TASK:
Start at the line with "let existing = &mut" in the records below, stop at the line with "days.sort_unstable();", and return every line in that span exactly, the two end lines included.

:: MATERIAL FOR THIS TASK ::

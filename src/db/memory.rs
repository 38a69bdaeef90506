//! In-memory [`SampleSource`] + [`SummaryStore`] used by the service tests.

use chrono::{DateTime, Duration, NaiveDate, TimeZone, Utc};
use std::collections::BTreeMap;

use crate::db::models::{DailySummary, NewDailySummary, RawSample};
use crate::db::store::{SampleSource, StatsError, SummaryStore};

#[derive(Debug, Default)]
pub struct MemoryStore {
    pub samples: BTreeMap<DateTime<Utc>, RawSample>,
    pub summaries: Vec<DailySummary>,
    next_id: i64,
    /// Bumped on every write so `updated_at` is strictly increasing.
    ticks: i64,
    /// Makes the next storage call fail.
    pub fail_next: bool,
}

impl MemoryStore {
    pub fn new() -> Self {
        MemoryStore::default()
    }

    pub fn insert_samples(&mut self, samples: impl IntoIterator<Item = RawSample>) {
        for s in samples {
            self.samples.insert(s.time, s);
        }
    }

    fn now(&mut self) -> DateTime<Utc> {
        self.ticks += 1;
        Utc.with_ymd_and_hms(2030, 1, 1, 0, 0, 0).unwrap() + Duration::seconds(self.ticks)
    }

    /// Append a row without looking at existing ones, the way a writer that
    /// bypasses the per-day lock would.
    pub fn insert_raw(&mut self, row: &NewDailySummary) -> DailySummary {
        self.next_id += 1;
        let now = self.now();
        let summary = DailySummary {
            id: self.next_id,
            created_at: now,
            updated_at: now,
            ..summary_from(row)
        };
        self.summaries.push(summary.clone());
        summary
    }

    fn check_failure(&mut self) -> Result<(), StatsError> {
        if std::mem::take(&mut self.fail_next) {
            return Err(StatsError::Storage("connection reset".to_string()));
        }
        Ok(())
    }
}

impl SampleSource for MemoryStore {
    fn fetch_samples(&mut self, start: DateTime<Utc>, end: DateTime<Utc>) -> Result<Vec<RawSample>, StatsError> {
        self.check_failure()?;
        Ok(self.samples.range(start..end).map(|(_, s)| s.clone()).collect())
    }

    fn sample_bounds(&mut self) -> Result<Option<(DateTime<Utc>, DateTime<Utc>)>, StatsError> {
        self.check_failure()?;
        Ok(self
            .samples
            .keys()
            .next()
            .copied()
            .zip(self.samples.keys().next_back().copied()))
    }
}

impl SummaryStore for MemoryStore {
    fn upsert_summary(&mut self, row: &NewDailySummary) -> Result<DailySummary, StatsError> {
        self.check_failure()?;
        let newest = self
            .summaries
            .iter()
            .enumerate()
            .filter(|(_, s)| s.day == row.day)
            .max_by_key(|(_, s)| (s.updated_at, s.id))
            .map(|(i, _)| i);
        let Some(index) = newest else {
            return Ok(self.insert_raw(row));
        };
        let now = self.now();
        let existing = &mut self.summaries[index];
        *existing = DailySummary {
            id: existing.id,
            created_at: existing.created_at,
            updated_at: now,
            ..summary_from(row)
        };
        Ok(existing.clone())
    }

    fn summary_exists(&mut self, day: NaiveDate) -> Result<bool, StatsError> {
        self.check_failure()?;
        Ok(self.summaries.iter().any(|s| s.day == day))
    }

    fn summaries_for_day(&mut self, day: NaiveDate) -> Result<Vec<DailySummary>, StatsError> {
        self.check_failure()?;
        Ok(self.summaries.iter().filter(|s| s.day == day).cloned().collect())
    }

    fn summary_days(&mut self) -> Result<Vec<NaiveDate>, StatsError> {
        self.check_failure()?;
        let mut days: Vec<NaiveDate> = self.summaries.iter().map(|s| s.day).collect();
        days.sort_unstable();
        days.dedup();
        Ok(days)
    }

    fn delete_summaries(&mut self, ids: &[i64]) -> Result<usize, StatsError> {
        self.check_failure()?;
        let before = self.summaries.len();
        self.summaries.retain(|s| !ids.contains(&s.id));
        Ok(before - self.summaries.len())
    }

    fn delete_all_summaries(&mut self) -> Result<usize, StatsError> {
        self.check_failure()?;
        Ok(std::mem::take(&mut self.summaries).len())
    }
}

/// A summary carrying `row`'s values with placeholder identity fields.
fn summary_from(row: &NewDailySummary) -> DailySummary {
    DailySummary {
        id: 0,
        day: row.day,
        window_start: row.window_start,
        window_end: row.window_end,
        sample_count: row.sample_count,
        boiler_on_seconds: row.boiler_on_seconds,
        pellet_consumed_kg: row.pellet_consumed_kg,
        ext_temp_mean: row.ext_temp_mean,
        ext_temp_night_mean: row.ext_temp_night_mean,
        boiler_water_temp_mean: row.boiler_water_temp_mean,
        supply_temp_mean: row.supply_temp_mean,
        indoor_temp_mean: row.indoor_temp_mean,
        indoor_temp_night_mean: row.indoor_temp_night_mean,
        ecs_temp_heat_mean: row.ecs_temp_heat_mean,
        ecs_temp_global_mean: row.ecs_temp_global_mean,
        created_at: DateTime::<Utc>::MIN_UTC,
        updated_at: DateTime::<Utc>::MIN_UTC,
    }
}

:::

FINAL ANSWER:
        let existing = &mut self.summaries[index];
        *existing = DailySummary {
            id: existing.id,
            created_at: existing.created_at,
            updated_at: now,
            ..summary_from(row)
        };
        Ok(existing.clone())
    }

    fn summary_exists(&mut self, day: NaiveDate) -> Result<bool, StatsError> {
        self.check_failure()?;
        Ok(self.summaries.iter().any(|s| s.day == day))
    }

    fn summaries_for_day(&mut self, day: NaiveDate) -> Result<Vec<DailySummary>, StatsError> {
        self.check_failure()?;
        Ok(self.summaries.iter().filter(|s| s.day == day).cloned().collect())
    }

    fn summary_days(&mut self) -> Result<Vec<NaiveDate>, StatsError> {
        self.check_failure()?;
        let mut days: Vec<NaiveDate> = self.summaries.iter().map(|s| s.day).collect();
        days.sort_unstable();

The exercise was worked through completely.